Word for word, transcribe the data below from the line with "fn name(&self) ->" to the line with "let binary = Payload::binary(vec![1u8]);", keeping both of those lines.
====================
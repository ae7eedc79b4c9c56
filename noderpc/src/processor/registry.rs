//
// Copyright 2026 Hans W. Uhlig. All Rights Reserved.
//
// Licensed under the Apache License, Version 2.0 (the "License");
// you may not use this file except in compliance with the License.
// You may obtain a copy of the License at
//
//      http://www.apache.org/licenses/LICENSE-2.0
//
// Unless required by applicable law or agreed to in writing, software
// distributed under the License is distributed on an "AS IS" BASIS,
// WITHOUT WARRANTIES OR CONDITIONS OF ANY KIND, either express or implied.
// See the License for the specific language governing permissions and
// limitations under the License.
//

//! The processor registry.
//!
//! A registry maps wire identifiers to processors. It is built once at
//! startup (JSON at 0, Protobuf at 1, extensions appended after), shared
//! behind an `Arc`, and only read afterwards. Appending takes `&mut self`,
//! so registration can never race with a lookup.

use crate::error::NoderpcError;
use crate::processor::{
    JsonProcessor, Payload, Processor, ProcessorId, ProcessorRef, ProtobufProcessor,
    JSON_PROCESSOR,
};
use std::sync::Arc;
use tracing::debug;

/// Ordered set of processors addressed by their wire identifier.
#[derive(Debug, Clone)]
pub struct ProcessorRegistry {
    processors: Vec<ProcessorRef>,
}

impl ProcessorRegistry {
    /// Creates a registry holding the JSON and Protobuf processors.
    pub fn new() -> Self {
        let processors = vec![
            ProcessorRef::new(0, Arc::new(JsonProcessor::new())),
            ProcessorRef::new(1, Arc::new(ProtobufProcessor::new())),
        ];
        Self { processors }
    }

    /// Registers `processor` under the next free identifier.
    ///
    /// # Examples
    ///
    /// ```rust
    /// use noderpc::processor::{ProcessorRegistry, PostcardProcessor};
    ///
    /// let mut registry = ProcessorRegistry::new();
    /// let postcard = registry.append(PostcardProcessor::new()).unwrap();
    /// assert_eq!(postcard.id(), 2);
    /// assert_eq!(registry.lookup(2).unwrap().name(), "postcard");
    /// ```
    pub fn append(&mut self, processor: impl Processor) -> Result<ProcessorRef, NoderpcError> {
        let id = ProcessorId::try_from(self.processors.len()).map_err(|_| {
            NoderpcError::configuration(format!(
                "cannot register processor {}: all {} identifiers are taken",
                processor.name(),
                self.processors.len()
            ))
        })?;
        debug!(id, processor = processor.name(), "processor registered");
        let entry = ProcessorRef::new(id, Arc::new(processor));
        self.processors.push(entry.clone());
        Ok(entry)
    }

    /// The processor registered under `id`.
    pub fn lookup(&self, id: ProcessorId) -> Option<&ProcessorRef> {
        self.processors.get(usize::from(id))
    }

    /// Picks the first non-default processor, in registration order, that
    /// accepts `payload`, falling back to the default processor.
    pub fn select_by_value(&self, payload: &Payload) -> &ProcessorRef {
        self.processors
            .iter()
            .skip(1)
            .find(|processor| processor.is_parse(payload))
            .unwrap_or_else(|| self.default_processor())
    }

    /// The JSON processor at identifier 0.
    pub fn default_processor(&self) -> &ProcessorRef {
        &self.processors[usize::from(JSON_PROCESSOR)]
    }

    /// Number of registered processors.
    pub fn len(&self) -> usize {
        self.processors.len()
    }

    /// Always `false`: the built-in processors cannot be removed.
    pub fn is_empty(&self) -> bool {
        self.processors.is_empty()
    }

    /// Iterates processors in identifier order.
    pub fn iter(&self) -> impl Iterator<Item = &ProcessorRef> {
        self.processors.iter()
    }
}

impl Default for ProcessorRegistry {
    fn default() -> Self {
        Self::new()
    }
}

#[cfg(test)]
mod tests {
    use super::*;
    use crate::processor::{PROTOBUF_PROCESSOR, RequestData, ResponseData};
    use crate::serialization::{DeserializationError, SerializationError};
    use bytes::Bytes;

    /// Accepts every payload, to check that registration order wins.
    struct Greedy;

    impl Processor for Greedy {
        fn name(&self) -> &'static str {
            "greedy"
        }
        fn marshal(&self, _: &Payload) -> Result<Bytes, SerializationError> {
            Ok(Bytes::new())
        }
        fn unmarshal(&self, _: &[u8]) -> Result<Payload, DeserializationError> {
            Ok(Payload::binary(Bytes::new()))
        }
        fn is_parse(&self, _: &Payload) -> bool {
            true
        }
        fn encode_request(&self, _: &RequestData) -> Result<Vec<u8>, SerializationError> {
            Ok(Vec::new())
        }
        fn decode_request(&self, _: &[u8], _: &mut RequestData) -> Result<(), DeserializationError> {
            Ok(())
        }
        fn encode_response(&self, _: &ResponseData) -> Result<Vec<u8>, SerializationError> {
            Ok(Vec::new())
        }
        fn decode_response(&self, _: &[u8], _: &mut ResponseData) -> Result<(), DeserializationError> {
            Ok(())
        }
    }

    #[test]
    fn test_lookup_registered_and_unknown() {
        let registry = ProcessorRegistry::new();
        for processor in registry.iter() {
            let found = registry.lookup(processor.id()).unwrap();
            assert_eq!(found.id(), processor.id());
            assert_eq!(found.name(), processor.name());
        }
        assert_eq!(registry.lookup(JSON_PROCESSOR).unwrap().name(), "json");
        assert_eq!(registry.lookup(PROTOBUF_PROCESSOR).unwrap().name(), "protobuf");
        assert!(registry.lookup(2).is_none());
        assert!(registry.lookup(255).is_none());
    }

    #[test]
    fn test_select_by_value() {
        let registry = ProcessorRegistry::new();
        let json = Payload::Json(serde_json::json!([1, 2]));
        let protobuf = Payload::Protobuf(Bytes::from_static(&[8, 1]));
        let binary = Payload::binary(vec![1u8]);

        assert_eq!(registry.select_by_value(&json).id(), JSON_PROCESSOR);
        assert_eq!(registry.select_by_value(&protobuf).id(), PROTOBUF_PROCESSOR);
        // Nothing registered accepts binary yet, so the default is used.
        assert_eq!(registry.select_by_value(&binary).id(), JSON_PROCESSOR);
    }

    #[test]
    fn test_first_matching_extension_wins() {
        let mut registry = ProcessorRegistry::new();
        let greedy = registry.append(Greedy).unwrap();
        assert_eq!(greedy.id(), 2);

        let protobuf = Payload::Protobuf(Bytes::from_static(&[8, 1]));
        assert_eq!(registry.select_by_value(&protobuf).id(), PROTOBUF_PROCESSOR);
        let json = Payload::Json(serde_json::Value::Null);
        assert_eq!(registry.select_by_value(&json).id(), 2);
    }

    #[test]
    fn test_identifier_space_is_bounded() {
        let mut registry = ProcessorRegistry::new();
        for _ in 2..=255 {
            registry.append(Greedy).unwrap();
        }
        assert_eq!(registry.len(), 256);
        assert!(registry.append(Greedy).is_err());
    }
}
====================
• EXERCISE ANSWER:
        fn name(&self) -> &'static str {
            "greedy"
        }
        fn marshal(&self, _: &Payload) -> Result<Bytes, SerializationError> {
            Ok(Bytes::new())
        }
        fn unmarshal(&self, _: &[u8]) -> Result<Payload, DeserializationError> {
            Ok(Payload::binary(Bytes::new()))
        }
        fn is_parse(&self, _: &Payload) -> bool {
            true
        }
        fn encode_request(&self, _: &RequestData) -> Result<Vec<u8>, SerializationError> {
            Ok(Vec::new())
        }
        fn decode_request(&self, _: &[u8], _: &mut RequestData) -> Result<(), DeserializationError> {
            Ok(())
        }
        fn encode_response(&self, _: &ResponseData) -> Result<Vec<u8>, SerializationError> {
            Ok(Vec::new())
        }
        fn decode_response(&self, _: &[u8], _: &mut ResponseData) -> Result<(), DeserializationError> {
            Ok(())
        }
    }

    #[test]
    fn test_lookup_registered_and_unknown() {
        let registry = ProcessorRegistry::new();
        for processor in registry.iter() {
            let found = registry.lookup(processor.id()).unwrap();
            assert_eq!(found.id(), processor.id());
            assert_eq!(found.name(), processor.name());
        }
        assert_eq!(registry.lookup(JSON_PROCESSOR).unwrap().name(), "json");
        assert_eq!(registry.lookup(PROTOBUF_PROCESSOR).unwrap().name(), "protobuf");
        assert!(registry.lookup(2).is_none());
        assert!(registry.lookup(255).is_none());
    }

    #[test]
    fn test_select_by_value() {
        let registry = ProcessorRegistry::new();
        let json = Payload::Json(serde_json::json!([1, 2]));
        let protobuf = Payload::Protobuf(Bytes::from_static(&[8, 1]));
        let binary = Payload::binary(vec![1u8]);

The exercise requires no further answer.